▽
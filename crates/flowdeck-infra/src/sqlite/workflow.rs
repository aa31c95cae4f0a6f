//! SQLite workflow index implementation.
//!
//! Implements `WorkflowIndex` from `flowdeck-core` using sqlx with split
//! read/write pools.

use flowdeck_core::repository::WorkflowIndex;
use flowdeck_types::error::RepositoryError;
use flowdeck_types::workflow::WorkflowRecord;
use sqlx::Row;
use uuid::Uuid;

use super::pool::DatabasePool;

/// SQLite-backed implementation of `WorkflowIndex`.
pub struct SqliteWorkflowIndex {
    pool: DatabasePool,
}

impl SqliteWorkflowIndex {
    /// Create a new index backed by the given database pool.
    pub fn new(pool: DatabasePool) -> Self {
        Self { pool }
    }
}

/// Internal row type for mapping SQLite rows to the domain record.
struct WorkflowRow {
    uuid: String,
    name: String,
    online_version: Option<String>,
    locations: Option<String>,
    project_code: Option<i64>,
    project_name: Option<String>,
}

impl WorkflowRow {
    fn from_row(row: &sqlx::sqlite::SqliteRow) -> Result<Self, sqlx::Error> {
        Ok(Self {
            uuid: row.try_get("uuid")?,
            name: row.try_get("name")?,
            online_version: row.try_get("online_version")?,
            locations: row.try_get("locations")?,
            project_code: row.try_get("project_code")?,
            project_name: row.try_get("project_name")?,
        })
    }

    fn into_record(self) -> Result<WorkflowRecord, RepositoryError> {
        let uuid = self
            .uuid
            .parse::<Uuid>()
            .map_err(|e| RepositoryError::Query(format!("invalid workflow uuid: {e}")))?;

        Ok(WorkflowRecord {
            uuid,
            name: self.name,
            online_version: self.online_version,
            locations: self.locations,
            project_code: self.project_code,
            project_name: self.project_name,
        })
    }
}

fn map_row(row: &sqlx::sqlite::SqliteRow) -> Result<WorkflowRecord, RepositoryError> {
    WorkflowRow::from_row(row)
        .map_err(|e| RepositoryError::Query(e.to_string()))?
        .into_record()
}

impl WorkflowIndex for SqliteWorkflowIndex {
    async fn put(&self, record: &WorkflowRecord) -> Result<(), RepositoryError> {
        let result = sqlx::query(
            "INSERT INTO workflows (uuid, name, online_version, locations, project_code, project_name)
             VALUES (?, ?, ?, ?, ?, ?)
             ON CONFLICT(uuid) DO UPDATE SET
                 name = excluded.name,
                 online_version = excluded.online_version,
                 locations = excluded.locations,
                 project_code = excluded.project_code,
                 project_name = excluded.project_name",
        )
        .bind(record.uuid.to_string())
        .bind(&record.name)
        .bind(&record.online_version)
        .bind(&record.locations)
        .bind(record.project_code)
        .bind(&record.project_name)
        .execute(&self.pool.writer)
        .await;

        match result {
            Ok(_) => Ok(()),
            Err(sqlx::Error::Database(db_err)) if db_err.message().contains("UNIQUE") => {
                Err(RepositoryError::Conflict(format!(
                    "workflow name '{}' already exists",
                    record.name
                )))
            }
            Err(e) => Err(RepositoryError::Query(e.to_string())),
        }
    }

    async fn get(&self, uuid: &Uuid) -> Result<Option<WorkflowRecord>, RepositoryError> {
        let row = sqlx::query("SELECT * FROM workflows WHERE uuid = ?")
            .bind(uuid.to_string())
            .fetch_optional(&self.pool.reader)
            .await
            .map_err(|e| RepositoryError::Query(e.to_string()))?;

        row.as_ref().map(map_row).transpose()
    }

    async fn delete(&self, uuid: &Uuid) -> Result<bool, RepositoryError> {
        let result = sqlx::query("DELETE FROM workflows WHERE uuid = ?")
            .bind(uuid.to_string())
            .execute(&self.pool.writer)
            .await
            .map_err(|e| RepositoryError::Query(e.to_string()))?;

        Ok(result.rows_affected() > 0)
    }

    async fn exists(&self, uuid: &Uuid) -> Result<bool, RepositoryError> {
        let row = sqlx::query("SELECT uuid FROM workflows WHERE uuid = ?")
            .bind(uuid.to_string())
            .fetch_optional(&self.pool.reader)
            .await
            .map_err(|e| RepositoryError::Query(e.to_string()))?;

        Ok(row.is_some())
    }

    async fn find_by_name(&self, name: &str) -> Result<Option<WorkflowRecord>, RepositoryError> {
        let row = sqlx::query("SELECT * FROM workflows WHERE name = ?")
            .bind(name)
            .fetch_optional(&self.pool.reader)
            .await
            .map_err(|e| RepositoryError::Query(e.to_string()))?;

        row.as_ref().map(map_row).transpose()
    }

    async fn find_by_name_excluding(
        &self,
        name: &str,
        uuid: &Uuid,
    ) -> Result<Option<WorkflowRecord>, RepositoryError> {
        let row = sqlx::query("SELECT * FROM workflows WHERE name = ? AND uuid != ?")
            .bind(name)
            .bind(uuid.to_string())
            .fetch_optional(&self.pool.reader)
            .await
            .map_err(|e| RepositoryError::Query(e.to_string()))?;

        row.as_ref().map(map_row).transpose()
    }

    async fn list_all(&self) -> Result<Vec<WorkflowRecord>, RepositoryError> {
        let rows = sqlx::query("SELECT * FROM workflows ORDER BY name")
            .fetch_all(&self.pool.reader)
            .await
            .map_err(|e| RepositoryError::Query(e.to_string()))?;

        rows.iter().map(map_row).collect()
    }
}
△
▽
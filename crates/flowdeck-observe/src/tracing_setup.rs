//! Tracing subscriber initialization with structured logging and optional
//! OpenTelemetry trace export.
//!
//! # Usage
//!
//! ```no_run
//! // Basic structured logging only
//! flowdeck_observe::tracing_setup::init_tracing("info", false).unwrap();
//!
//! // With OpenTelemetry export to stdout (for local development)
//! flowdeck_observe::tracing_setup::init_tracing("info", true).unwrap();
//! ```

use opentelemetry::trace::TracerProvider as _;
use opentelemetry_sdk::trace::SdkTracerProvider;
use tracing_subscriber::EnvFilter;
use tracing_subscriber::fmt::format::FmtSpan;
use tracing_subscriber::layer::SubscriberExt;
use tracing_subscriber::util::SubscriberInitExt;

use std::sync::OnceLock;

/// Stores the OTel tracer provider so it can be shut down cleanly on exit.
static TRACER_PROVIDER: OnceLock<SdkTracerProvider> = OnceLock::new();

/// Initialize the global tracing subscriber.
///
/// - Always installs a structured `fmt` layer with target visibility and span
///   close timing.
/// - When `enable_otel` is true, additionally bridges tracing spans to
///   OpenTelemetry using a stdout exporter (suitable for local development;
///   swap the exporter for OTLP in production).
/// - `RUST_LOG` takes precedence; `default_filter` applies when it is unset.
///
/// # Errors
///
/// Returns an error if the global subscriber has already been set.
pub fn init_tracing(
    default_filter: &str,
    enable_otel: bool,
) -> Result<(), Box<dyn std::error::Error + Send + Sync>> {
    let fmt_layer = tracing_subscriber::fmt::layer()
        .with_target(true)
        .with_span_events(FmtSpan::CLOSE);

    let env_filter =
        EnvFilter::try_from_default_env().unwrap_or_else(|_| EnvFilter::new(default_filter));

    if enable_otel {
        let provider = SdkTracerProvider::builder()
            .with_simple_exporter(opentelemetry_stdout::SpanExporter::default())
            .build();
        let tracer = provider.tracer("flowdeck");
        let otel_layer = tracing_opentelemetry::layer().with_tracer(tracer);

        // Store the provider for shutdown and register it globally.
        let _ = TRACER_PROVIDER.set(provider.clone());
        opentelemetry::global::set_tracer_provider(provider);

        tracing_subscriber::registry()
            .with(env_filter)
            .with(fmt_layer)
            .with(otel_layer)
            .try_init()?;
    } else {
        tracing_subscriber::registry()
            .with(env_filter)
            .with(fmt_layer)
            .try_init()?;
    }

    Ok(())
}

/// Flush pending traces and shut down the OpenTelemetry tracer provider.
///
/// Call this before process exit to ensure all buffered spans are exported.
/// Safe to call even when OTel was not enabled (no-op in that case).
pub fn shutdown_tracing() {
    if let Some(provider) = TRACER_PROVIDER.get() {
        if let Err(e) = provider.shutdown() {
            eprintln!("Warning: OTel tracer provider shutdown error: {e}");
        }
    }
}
△
_Work required:_ With the first line being the one containing "OpenTelemetry tracer provider." and the last line the one containing "if let Some(provider)", transcribe exactly the lines above that fall in that range.

_Output of the task:_
/// Flush pending traces and shut down the OpenTelemetry tracer provider.
///
/// Call this before process exit to ensure all buffered spans are exported.
/// Safe to call even when OTel was not enabled (no-op in that case).
pub fn shutdown_tracing() {
    if let Some(provider) = TRACER_PROVIDER.get() {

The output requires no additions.